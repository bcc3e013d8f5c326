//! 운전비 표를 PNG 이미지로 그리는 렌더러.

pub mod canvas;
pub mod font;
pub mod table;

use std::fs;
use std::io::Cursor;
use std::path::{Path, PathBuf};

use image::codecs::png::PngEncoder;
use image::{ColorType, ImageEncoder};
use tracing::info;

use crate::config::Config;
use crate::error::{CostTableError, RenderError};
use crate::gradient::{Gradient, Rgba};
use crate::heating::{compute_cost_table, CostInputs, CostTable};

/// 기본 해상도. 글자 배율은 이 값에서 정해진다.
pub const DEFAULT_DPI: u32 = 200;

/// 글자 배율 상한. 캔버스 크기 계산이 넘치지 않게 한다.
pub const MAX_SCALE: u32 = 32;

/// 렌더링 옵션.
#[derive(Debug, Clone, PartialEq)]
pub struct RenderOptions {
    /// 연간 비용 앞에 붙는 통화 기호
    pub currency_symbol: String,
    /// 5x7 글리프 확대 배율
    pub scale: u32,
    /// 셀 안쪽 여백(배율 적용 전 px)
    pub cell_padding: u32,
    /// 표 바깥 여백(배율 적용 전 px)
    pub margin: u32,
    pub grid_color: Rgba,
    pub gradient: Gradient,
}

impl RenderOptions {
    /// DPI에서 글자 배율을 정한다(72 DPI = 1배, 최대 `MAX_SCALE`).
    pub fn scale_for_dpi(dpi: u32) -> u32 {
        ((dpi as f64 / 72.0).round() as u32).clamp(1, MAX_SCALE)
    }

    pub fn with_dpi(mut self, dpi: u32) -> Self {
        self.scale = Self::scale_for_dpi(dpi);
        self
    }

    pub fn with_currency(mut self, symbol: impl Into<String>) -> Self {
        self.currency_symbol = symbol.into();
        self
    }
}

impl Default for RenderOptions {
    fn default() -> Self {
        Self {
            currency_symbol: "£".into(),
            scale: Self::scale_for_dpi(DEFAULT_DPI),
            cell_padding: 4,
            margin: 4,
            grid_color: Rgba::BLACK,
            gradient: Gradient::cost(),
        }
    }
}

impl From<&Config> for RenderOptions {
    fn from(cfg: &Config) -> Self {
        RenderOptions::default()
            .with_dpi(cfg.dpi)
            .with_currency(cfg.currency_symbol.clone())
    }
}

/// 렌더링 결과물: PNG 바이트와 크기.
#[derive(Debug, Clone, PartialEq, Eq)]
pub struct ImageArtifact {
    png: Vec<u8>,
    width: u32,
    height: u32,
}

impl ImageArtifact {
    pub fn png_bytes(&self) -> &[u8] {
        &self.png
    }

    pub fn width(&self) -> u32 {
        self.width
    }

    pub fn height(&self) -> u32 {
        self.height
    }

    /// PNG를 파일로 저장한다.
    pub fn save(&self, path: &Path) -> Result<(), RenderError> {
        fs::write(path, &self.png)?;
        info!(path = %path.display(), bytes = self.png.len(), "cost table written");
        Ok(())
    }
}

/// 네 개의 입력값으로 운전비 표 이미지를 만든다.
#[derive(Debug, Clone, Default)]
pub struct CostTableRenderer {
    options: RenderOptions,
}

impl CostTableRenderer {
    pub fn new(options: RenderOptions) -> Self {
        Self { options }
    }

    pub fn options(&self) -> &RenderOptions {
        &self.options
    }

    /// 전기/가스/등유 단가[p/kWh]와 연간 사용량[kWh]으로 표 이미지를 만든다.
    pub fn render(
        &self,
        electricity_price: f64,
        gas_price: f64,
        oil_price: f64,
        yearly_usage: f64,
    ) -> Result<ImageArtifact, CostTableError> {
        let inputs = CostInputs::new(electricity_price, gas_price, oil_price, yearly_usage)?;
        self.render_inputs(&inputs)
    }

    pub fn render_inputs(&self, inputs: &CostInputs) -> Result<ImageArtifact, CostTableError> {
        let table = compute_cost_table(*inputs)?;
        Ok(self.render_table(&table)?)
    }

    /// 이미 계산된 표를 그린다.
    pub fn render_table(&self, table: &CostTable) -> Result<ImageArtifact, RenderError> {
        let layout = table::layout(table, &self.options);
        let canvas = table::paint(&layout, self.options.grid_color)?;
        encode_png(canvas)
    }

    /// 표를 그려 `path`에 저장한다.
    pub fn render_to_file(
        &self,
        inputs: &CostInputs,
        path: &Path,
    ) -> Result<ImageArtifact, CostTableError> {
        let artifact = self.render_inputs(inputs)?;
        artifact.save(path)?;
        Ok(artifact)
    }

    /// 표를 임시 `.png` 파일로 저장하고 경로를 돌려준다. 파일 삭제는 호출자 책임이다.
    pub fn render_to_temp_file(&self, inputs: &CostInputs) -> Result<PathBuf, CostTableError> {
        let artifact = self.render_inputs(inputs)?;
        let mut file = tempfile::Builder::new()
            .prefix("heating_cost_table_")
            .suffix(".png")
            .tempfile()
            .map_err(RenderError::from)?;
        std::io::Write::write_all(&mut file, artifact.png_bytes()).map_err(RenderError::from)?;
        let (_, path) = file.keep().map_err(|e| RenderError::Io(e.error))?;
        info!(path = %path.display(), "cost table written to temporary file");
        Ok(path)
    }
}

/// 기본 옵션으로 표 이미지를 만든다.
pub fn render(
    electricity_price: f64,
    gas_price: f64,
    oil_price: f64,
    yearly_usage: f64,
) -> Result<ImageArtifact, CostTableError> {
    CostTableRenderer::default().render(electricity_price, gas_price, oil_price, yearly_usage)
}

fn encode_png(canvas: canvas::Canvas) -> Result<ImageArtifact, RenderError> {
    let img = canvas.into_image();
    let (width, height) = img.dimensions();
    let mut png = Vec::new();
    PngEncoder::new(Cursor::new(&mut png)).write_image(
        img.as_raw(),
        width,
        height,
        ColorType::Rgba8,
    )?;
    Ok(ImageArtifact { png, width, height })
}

* **Work order**: Give the exact lines, and only those, from the line containing "바깥 여백(배율 적용 전 px)" through the line containing "fn default() ->" in the entries above.

* **Solution**:
    /// 표 바깥 여백(배율 적용 전 px)
    pub margin: u32,
    pub grid_color: Rgba,
    pub gradient: Gradient,
}

impl RenderOptions {
    /// DPI에서 글자 배율을 정한다(72 DPI = 1배, 최대 `MAX_SCALE`).
    pub fn scale_for_dpi(dpi: u32) -> u32 {
        ((dpi as f64 / 72.0).round() as u32).clamp(1, MAX_SCALE)
    }

    pub fn with_dpi(mut self, dpi: u32) -> Self {
        self.scale = Self::scale_for_dpi(dpi);
        self
    }

    pub fn with_currency(mut self, symbol: impl Into<String>) -> Self {
        self.currency_symbol = symbol.into();
        self
    }
}

impl Default for RenderOptions {
    fn default() -> Self {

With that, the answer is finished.